Al fin y al cabo, la vida no suele ser otra cosa que una herida cosida con sucesivos puntos de sutura.
Si somos el lenguaje, el punto gramatical es, cuando menos, más determinante que el individuo. Quizá no lo veamos así por falta de perspectiva, estamos demasiado cerca de los árboles para ver el bosque existencial. Nos creemos gigantes, aunque en realidad somos meros puntos que habitamos en un remoto lugar, cuya importancia en el Universo se la damos nosotros. Y nadie más. Ni siquiera el Dios que adoran los que creen y al que atribuyen nuestro fundamento y nuestro funcionamiento. Lo veneramos más que nada por el miedo supersticioso individual a desaparecer de la Gramática. Quedar tachado del juego de los vivos.
El punto esférico Tierra se mueve siguiendo las órbitas previstas, pero en ningún momento deja de ser lo que es. Un minúsculo planeta. Un rastro perdido en la infinitud. Un trozo de agua, tierra y rocas. Todo es cuestión de escala. Lo mismo que nosotros observamos con lupa seres microscópicos, en apariencia inexistentes para nuestros sentidos, puede que nosotros mismos seamos una especie de bacterias pululando por un tubo de ensayo cósmico. Un experimento de laboratorio con muy poco margen para el libre albedrío, si consideramos las leyes de la biología y sus limitaciones.
En esta cabeza de alfiler infinitesimal donde estamos, somos un punto y aparte. Y en ese fluctuante plano situado en blanco entre el punto y el aparte, se abre un espacio vacío todo lo grande y temible que podamos imaginar.
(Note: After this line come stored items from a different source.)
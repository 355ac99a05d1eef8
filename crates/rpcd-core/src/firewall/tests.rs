//! Unit tests for parameter firewall evaluation.

use rstest::{fixture, rstest};

use super::*;

fn params(pairs: &[(&str, Value)]) -> Value {
    pairs
        .iter()
        .map(|(key, value)| (*key, value.clone()))
        .collect()
}

#[fixture]
fn count_rule() -> FirewallRule {
    FirewallRule::new("n").required().with_kind(ValueKind::Int)
}

#[rstest]
#[case::string(Value::from("text"))]
#[case::list(Value::List(vec![Value::Int(1)]))]
#[case::null(Value::Null)]
fn non_map_params_fail_before_rules(count_rule: FirewallRule, #[case] mut input: Value) {
    let error = evaluate(&mut input, &[count_rule]).expect_err("should fail");
    assert_eq!(error.error_code(), Some(ErrorCode::InvalidParams));
    assert_eq!(error.message(), EXPECTED_OBJECT);
    assert!(error.data().is_none());
}

#[rstest]
fn missing_required_parameter_is_named(count_rule: FirewallRule) {
    let mut input = Value::map();
    let error = evaluate(&mut input, &[count_rule]).expect_err("should fail");
    assert_eq!(error.message(), PARAMETER_REQUIRED);
    assert_eq!(error.data(), Some("n"));
}

#[test]
fn missing_optional_parameter_is_skipped() {
    let mut input = Value::map();
    let rules = [FirewallRule::new("n").with_kind(ValueKind::Int)];
    evaluate(&mut input, &rules).expect("optional rule passes");
    assert_eq!(input, Value::map());
}

#[rstest]
fn wrong_kind_is_coerced_in_place(count_rule: FirewallRule) {
    let mut input = params(&[("n", Value::from("42"))]);
    evaluate(&mut input, &[count_rule]).expect("coerces");
    assert_eq!(input.get("n"), Some(&Value::Int(42)));
}

#[rstest]
fn second_pass_changes_nothing(count_rule: FirewallRule) {
    let rules = [
        count_rule,
        FirewallRule::new("flag").with_kind(ValueKind::Bool),
        FirewallRule::new("tags").with_kind(ValueKind::List),
    ];
    let mut input = params(&[
        ("n", Value::Double(7.9)),
        ("flag", Value::from("yes")),
        ("tags", Value::from("solo")),
    ]);
    evaluate(&mut input, &rules).expect("first pass");
    let coerced = input.clone();
    evaluate(&mut input, &rules).expect("second pass");
    assert_eq!(input, coerced);
}

#[test]
fn pattern_mismatch_names_parameter() {
    let rule = FirewallRule::new("msg")
        .with_kind(ValueKind::String)
        .with_pattern("^[a-z]+$")
        .expect("valid pattern");
    let mut input = params(&[("msg", Value::from("Hello!"))]);
    let error = evaluate(&mut input, &[rule]).expect_err("should fail");
    assert_eq!(error.message(), INVALID_VALUE);
    assert_eq!(error.data(), Some("msg"));
}

#[test]
fn pattern_matches_rendered_value() {
    let rule = FirewallRule::new("port")
        .with_kind(ValueKind::Int)
        .with_pattern("^[0-9]{2,5}$")
        .expect("valid pattern");
    let mut input = params(&[("port", Value::from(" 8080 "))]);
    evaluate(&mut input, &[rule]).expect("passes");
    assert_eq!(input.get("port"), Some(&Value::Int(8080)));
}

#[test]
fn unsupported_target_kind_is_internal() {
    let rule = FirewallRule::new("x").with_kind(ValueKind::Error);
    let mut input = params(&[("x", Value::Int(1))]);
    let error = evaluate(&mut input, &[rule]).expect_err("should fail");
    assert_eq!(error.error_code(), Some(ErrorCode::InternalError));
}

#[test]
fn first_failure_stops_evaluation() {
    let rules = [
        FirewallRule::new("a").required(),
        FirewallRule::new("b").with_kind(ValueKind::Int),
    ];
    let mut input = params(&[("b", Value::from("5"))]);
    let error = evaluate(&mut input, &rules).expect_err("should fail");
    assert_eq!(error.data(), Some("a"));
    assert_eq!(input.get("b"), Some(&Value::from("5")), "later rule not applied");
}

#[test]
fn empty_rule_list_accepts_anything() {
    let mut input = Value::from("scalar");
    evaluate(&mut input, &[]).expect("no rules");
}

#[test]
fn parses_rules_from_fragment() {
    let rule: Value = [
        ("name", Value::from("msg")),
        ("required", Value::Bool(true)),
        ("type", Value::from("string")),
        ("regex", Value::from("^h")),
    ]
    .into_iter()
    .collect();
    let fragment = Map::from([(String::from(FIREWALL_KEY), Value::List(vec![rule]))]);

    let rules = FirewallRule::from_fragment(&fragment).expect("parse");
    let [parsed] = rules.as_slice() else {
        panic!("expected one rule, got {rules:?}");
    };
    assert_eq!(parsed.name(), "msg");
    assert!(parsed.is_required());
    assert_eq!(parsed.kind(), Some(ValueKind::String));
}

#[rstest]
#[case::not_table(Value::from("msg"))]
#[case::no_name([("required", Value::Bool(true))].into_iter().collect())]
#[case::bad_kind([("name", Value::from("x")), ("type", Value::from("tuple"))].into_iter().collect())]
#[case::bad_regex([("name", Value::from("x")), ("regex", Value::from("("))].into_iter().collect())]
fn rejects_malformed_rules(#[case] rule: Value) {
    assert!(FirewallRule::from_value(&rule).is_err());
}

#[test]
fn fragment_without_rules_is_empty() {
    let rules = FirewallRule::from_fragment(&Map::new()).expect("parse");
    assert!(rules.is_empty());
}
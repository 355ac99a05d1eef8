//! Connection handling abstractions for the daemon listener.

use std::io::{self, BufReader, Read, Write};
use std::net::TcpStream;
use std::sync::Arc;

use rpcd_core::Dispatcher;
use tracing::{debug, warn};

use super::LISTENER_TARGET;
use super::session::serve_connection;
use crate::codec::WireCodec;

#[cfg(unix)]
use std::os::unix::net::UnixStream;

/// Stream types accepted by the daemon listener.
#[derive(Debug)]
pub(crate) enum ConnectionStream {
    Tcp(TcpStream),
    #[cfg(unix)]
    Unix(UnixStream),
}

impl ConnectionStream {
    /// Second handle on the same socket, used as the write half.
    fn try_clone(&self) -> io::Result<Self> {
        match self {
            Self::Tcp(stream) => stream.try_clone().map(Self::Tcp),
            #[cfg(unix)]
            Self::Unix(stream) => stream.try_clone().map(Self::Unix),
        }
    }
}

impl Read for ConnectionStream {
    fn read(&mut self, buf: &mut [u8]) -> io::Result<usize> {
        match self {
            Self::Tcp(stream) => stream.read(buf),
            #[cfg(unix)]
            Self::Unix(stream) => stream.read(buf),
        }
    }
}

impl Write for ConnectionStream {
    fn write(&mut self, buf: &[u8]) -> io::Result<usize> {
        match self {
            Self::Tcp(stream) => stream.write(buf),
            #[cfg(unix)]
            Self::Unix(stream) => stream.write(buf),
        }
    }

    fn flush(&mut self) -> io::Result<()> {
        match self {
            Self::Tcp(stream) => stream.flush(),
            #[cfg(unix)]
            Self::Unix(stream) => stream.flush(),
        }
    }
}

/// Handles accepted socket connections.
pub(crate) trait ConnectionHandler: Send + Sync + 'static {
    /// Handles a single connection. Implementations should avoid panicking.
    fn handle(&self, stream: ConnectionStream);
}

/// Serves RPC requests on each connection until the peer leaves.
pub(crate) struct RpcConnectionHandler {
    dispatcher: Arc<Dispatcher>,
    codec: Arc<dyn WireCodec>,
}

impl RpcConnectionHandler {
    pub(crate) const fn new(dispatcher: Arc<Dispatcher>, codec: Arc<dyn WireCodec>) -> Self {
        Self { dispatcher, codec }
    }
}

impl ConnectionHandler for RpcConnectionHandler {
    fn handle(&self, stream: ConnectionStream) {
        let mut writer = match stream.try_clone() {
            Ok(writer) => writer,
            Err(error) => {
                warn!(
                    target: LISTENER_TARGET,
                    error = %error,
                    "failed to split connection"
                );
                return;
            }
        };
        let mut reader = BufReader::new(stream);
        match serve_connection(&self.dispatcher, self.codec.as_ref(), &mut reader, &mut writer) {
            Ok(served) => debug!(
                target: LISTENER_TARGET,
                served,
                "connection closed"
            ),
            Err(error) => warn!(
                target: LISTENER_TARGET,
                error = %error,
                "connection aborted"
            ),
        }
    }
}
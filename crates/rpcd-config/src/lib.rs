//! Layered configuration for the rpcd daemon.
//!
//! [`Config`] merges built-in defaults, a TOML file (`--config-path` or
//! `RPCD_CONFIG_PATH`), `RPCD_*` environment variables and command-line
//! flags, in that order of increasing precedence. The hierarchical service
//! layout lives in a separate [`ServiceManifest`] referenced by
//! `services_path`.

mod defaults;
mod formats;
mod manifest;
mod socket;

use std::time::Duration;

use camino::Utf8PathBuf;
use ortho_config::OrthoConfig;
use serde::{Deserialize, Serialize};
use tracing::debug;

pub use defaults::{
    DEFAULT_DAEMON_NAME, DEFAULT_LOG_FILTER, DEFAULT_SERVICE_NAME, DEFAULT_TCP_PORT,
    default_log_filter, default_log_format, default_module_dir, default_protocol,
    default_socket_endpoint,
};
pub use formats::{FormatParseError, LogFormat, WireProtocol};
pub use manifest::{DirectorySpec, Fragment, ManifestError, ServiceManifest, ServiceSpec};
pub use socket::{SocketEndpoint, SocketParseError, SocketPreparationError};

const CONFIG_TARGET: &str = concat!(env!("CARGO_PKG_NAME"), "::load");

/// Daemon settings.
#[derive(Debug, Clone, PartialEq, Eq, Deserialize, Serialize, OrthoConfig)]
#[ortho_config(prefix = "RPCD")]
pub struct Config {
    /// Endpoint the daemon listens on.
    #[ortho_config(default = default_socket_endpoint())]
    pub daemon_socket: SocketEndpoint,
    /// Reader and writer pair used on every connection.
    #[ortho_config(default = default_protocol())]
    pub protocol: WireProtocol,
    /// Serve one connection over stdin and stdout instead of listening.
    #[ortho_config(default = false)]
    pub stdio: bool,
    /// Directories scanned into the default service.
    #[ortho_config(merge_strategy = "append")]
    #[serde(default)]
    pub module_dirs: Vec<Utf8PathBuf>,
    /// Service manifest describing services and their directories.
    #[serde(default)]
    pub services_path: Option<Utf8PathBuf>,
    /// Password file; authentication is disabled when unset.
    #[serde(default)]
    pub htpasswd: Option<Utf8PathBuf>,
    /// Wall-clock budget for shell module subprocesses, in seconds.
    #[serde(default)]
    pub shell_timeout_secs: Option<u64>,
    /// Daemon name used in logs and authentication challenges.
    #[serde(default)]
    pub name: Option<String>,
    /// `tracing` filter directive.
    #[ortho_config(default = default_log_filter())]
    pub log_filter: String,
    /// Log output format.
    #[ortho_config(default = default_log_format())]
    pub log_format: LogFormat,
}

impl Default for Config {
    fn default() -> Self {
        Self {
            daemon_socket: default_socket_endpoint(),
            protocol: default_protocol(),
            stdio: false,
            module_dirs: Vec::new(),
            services_path: None,
            htpasswd: None,
            shell_timeout_secs: None,
            name: None,
            log_filter: default_log_filter(),
            log_format: default_log_format(),
        }
    }
}

impl Config {
    /// Endpoint the daemon listens on.
    #[must_use]
    pub const fn daemon_socket(&self) -> &SocketEndpoint {
        &self.daemon_socket
    }

    /// `tracing` filter directive.
    #[must_use]
    pub fn log_filter(&self) -> &str {
        &self.log_filter
    }

    /// Log output format.
    #[must_use]
    pub const fn log_format(&self) -> LogFormat {
        self.log_format
    }

    /// Wire protocol used on every connection.
    #[must_use]
    pub const fn protocol(&self) -> WireProtocol {
        self.protocol
    }

    /// Configured daemon name, or `rpcd`.
    #[must_use]
    pub fn daemon_name(&self) -> &str {
        self.name.as_deref().unwrap_or(DEFAULT_DAEMON_NAME)
    }

    /// Shell subprocess budget, when configured.
    #[must_use]
    pub const fn shell_timeout(&self) -> Option<Duration> {
        defaults::shell_timeout(self.shell_timeout_secs)
    }

    /// Builds the effective service manifest.
    ///
    /// The manifest named by `services_path` is loaded first; every entry in
    /// `module_dirs` is then added to its default service. When neither
    /// yields a directory the current directory is scanned.
    ///
    /// # Errors
    ///
    /// Returns [`ManifestError`] when the manifest cannot be loaded.
    pub fn service_manifest(&self) -> Result<ServiceManifest, ManifestError> {
        let mut manifest = match &self.services_path {
            Some(path) => ServiceManifest::load(path)?,
            None => ServiceManifest::default(),
        };
        for dir in &self.module_dirs {
            let key = manifest.add_module_dir(dir);
            debug!(target: CONFIG_TARGET, directory = %dir, key, "added module directory");
        }
        if manifest.has_no_directories() {
            manifest.add_module_dir(&default_module_dir());
        }
        Ok(manifest)
    }
}
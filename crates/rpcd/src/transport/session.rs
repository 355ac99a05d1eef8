//! The per-connection request loop.

use std::io::{BufRead, Write};

use rpcd_core::Dispatcher;
use tracing::debug;

use super::LISTENER_TARGET;
use crate::codec::{CodecError, ReadOutcome, WireCodec};

/// Reads, dispatches and answers requests one at a time.
///
/// The loop ends when the peer closes the stream between requests or a
/// request asks to close the connection. Each request is dropped as soon as
/// its reply has been written. Returns the number of replies written.
pub(crate) fn serve_connection(
    dispatcher: &Dispatcher,
    codec: &dyn WireCodec,
    reader: &mut dyn BufRead,
    writer: &mut dyn Write,
) -> Result<usize, CodecError> {
    let mut served = 0_usize;
    loop {
        let request = match codec.read_request(reader)? {
            ReadOutcome::EndOfStream => return Ok(served),
            ReadOutcome::Malformed(request) => request,
            ReadOutcome::Request(mut request) => {
                dispatcher.dispatch(&mut request);
                request
            }
        };
        debug!(
            target: LISTENER_TARGET,
            method = request.method(),
            failed = request.has_error(),
            "request served"
        );
        codec.write_reply(writer, &request)?;
        served += 1;
        if request.is_last() {
            return Ok(served);
        }
    }
}
//! Credential verification ahead of dispatch.
//!
//! The [`AuthGate`] wraps an optional [`Authenticator`] backend. Empty user
//! names and passwords are rejected by the gate itself and never reach the
//! backend. Passwords are compared in plaintext.

use std::fmt;
use std::fs;
use std::sync::Arc;

use camino::{Utf8Path, Utf8PathBuf};
use indexmap::IndexMap;
use once_cell::sync::OnceCell;
use tracing::{debug, warn};

use crate::request::Credentials;

const AUTH_TARGET: &str = concat!(env!("CARGO_PKG_NAME"), "::auth");

/// An authenticated principal.
#[derive(Debug, Clone, PartialEq, Eq)]
pub struct User {
    name: String,
    password: String,
    groups: Vec<String>,
}

impl User {
    /// Builds a user record.
    #[must_use]
    pub fn new(name: impl Into<String>, password: impl Into<String>, groups: Vec<String>) -> Self {
        Self {
            name: name.into(),
            password: password.into(),
            groups,
        }
    }

    /// Login name.
    #[must_use]
    pub fn name(&self) -> &str {
        &self.name
    }

    /// Group memberships.
    #[must_use]
    pub fn groups(&self) -> &[String] {
        &self.groups
    }

    /// Returns `true` when the user belongs to `group`.
    #[must_use]
    pub fn in_group(&self, group: &str) -> bool {
        self.groups.iter().any(|candidate| candidate == group)
    }

    fn password_matches(&self, password: &str) -> bool {
        self.password == password
    }
}

/// A user store consulted by the [`AuthGate`].
#[cfg_attr(test, mockall::automock)]
pub trait Authenticator: Send + Sync {
    /// Returns the matching user when the credentials are valid.
    fn authenticate(&self, user: &str, password: &str) -> Option<User>;
}

/// In-memory user store keyed by login name.
#[derive(Debug, Clone, Default, PartialEq, Eq)]
pub struct UserDirectory {
    users: IndexMap<String, User>,
}

impl UserDirectory {
    /// Creates an empty directory.
    #[must_use]
    pub fn new() -> Self {
        Self::default()
    }

    /// Adds a user, replacing any previous entry with the same name.
    pub fn insert(&mut self, user: User) {
        self.users.insert(user.name.clone(), user);
    }

    /// Looks up a user by name.
    #[must_use]
    pub fn get(&self, name: &str) -> Option<&User> {
        self.users.get(name)
    }

    /// Number of users.
    #[must_use]
    pub fn len(&self) -> usize {
        self.users.len()
    }

    /// Returns `true` when the directory holds no users.
    #[must_use]
    pub fn is_empty(&self) -> bool {
        self.users.is_empty()
    }

    /// Parses `user:password[:group,group]` lines. Whitespace around each
    /// field is ignored, so `user: password` lines read the same.
    ///
    /// Blank lines, `#` comments and lines without a password separator are
    /// ignored.
    #[must_use]
    pub fn parse(text: &str) -> Self {
        let mut directory = Self::new();
        for line in text.lines().map(str::trim) {
            if line.is_empty() || line.starts_with('#') {
                continue;
            }
            let mut fields = line.splitn(3, ':').map(str::trim);
            let (Some(name), Some(password)) = (fields.next(), fields.next()) else {
                continue;
            };
            if name.is_empty() {
                continue;
            }
            let groups = fields
                .next()
                .map(|groups| {
                    groups
                        .split(',')
                        .map(str::trim)
                        .filter(|group| !group.is_empty())
                        .map(str::to_owned)
                        .collect()
                })
                .unwrap_or_default();
            directory.insert(User::new(name, password, groups));
        }
        directory
    }
}

impl FromIterator<User> for UserDirectory {
    fn from_iter<I: IntoIterator<Item = User>>(iter: I) -> Self {
        let mut directory = Self::new();
        for user in iter {
            directory.insert(user);
        }
        directory
    }
}

impl Authenticator for UserDirectory {
    fn authenticate(&self, user: &str, password: &str) -> Option<User> {
        self.get(user)
            .filter(|candidate| candidate.password_matches(password))
            .cloned()
    }
}

/// User store backed by a password file, read on first use.
pub struct HtpasswdAuthenticator {
    path: Utf8PathBuf,
    directory: OnceCell<UserDirectory>,
}

impl HtpasswdAuthenticator {
    /// Creates an authenticator reading `path` lazily.
    #[must_use]
    pub fn new(path: impl Into<Utf8PathBuf>) -> Self {
        Self {
            path: path.into(),
            directory: OnceCell::new(),
        }
    }

    /// Password file location.
    #[must_use]
    pub fn path(&self) -> &Utf8Path {
        &self.path
    }

    fn directory(&self) -> &UserDirectory {
        self.directory.get_or_init(|| match fs::read_to_string(&self.path) {
            Ok(text) => {
                let directory = UserDirectory::parse(&text);
                debug!(
                    target: AUTH_TARGET,
                    path = %self.path,
                    users = directory.len(),
                    "loaded password file"
                );
                directory
            }
            Err(error) => {
                warn!(
                    target: AUTH_TARGET,
                    path = %self.path,
                    %error,
                    "password file unreadable, denying all users"
                );
                UserDirectory::new()
            }
        })
    }
}

impl fmt::Debug for HtpasswdAuthenticator {
    fn fmt(&self, f: &mut fmt::Formatter<'_>) -> fmt::Result {
        f.debug_struct("HtpasswdAuthenticator")
            .field("path", &self.path)
            .field("loaded", &self.directory.get().is_some())
            .finish()
    }
}

impl Authenticator for HtpasswdAuthenticator {
    fn authenticate(&self, user: &str, password: &str) -> Option<User> {
        self.directory().authenticate(user, password)
    }
}

/// Optional authentication stage of the dispatcher.
#[derive(Clone, Default)]
pub struct AuthGate {
    backend: Option<Arc<dyn Authenticator>>,
}

impl AuthGate {
    /// A gate that lets every request through.
    #[must_use]
    pub fn disabled() -> Self {
        Self::default()
    }

    /// A gate that requires valid credentials from `backend`.
    #[must_use]
    pub const fn new(backend: Arc<dyn Authenticator>) -> Self {
        Self {
            backend: Some(backend),
        }
    }

    /// Returns `true` when a backend is configured.
    #[must_use]
    pub const fn is_enabled(&self) -> bool {
        self.backend.is_some()
    }

    /// Verifies claimed credentials.
    ///
    /// Missing or empty credentials fail without consulting the backend. A
    /// disabled gate rejects everything; callers check
    /// [`AuthGate::is_enabled`] first.
    #[must_use]
    pub fn authenticate(&self, credentials: Option<&Credentials>) -> Option<User> {
        let backend = self.backend.as_ref()?;
        let supplied = credentials?;
        if supplied.user().is_empty() || supplied.password().is_empty() {
            return None;
        }
        backend.authenticate(supplied.user(), supplied.password())
    }
}

impl fmt::Debug for AuthGate {
    fn fmt(&self, f: &mut fmt::Formatter<'_>) -> fmt::Result {
        f.debug_struct("AuthGate")
            .field("enabled", &self.is_enabled())
            .finish()
    }
}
En ese páramo de la sintaxis caben y se precipitan al olvido todas las cuestiones estelares: zozobras, presunciones y aventuras personales pasadas, presentes y futuras del homo sapiens. Cabe la guerra del Peloponeso, el nacimiento de Cristo, la permanente desolación africana, la masacre de Gaza 2009, las invasiones violentas, la mentira infinita, toda la Historia feroz de la Humanidad, el tedio organizado, la tortura, la estupidez, la histeria y el desasosiego permanente. Y también, en un rincón apartado de ese mismo punto tiembla, cual hoja apocada, frágil, la solitaria excepción de la poesía.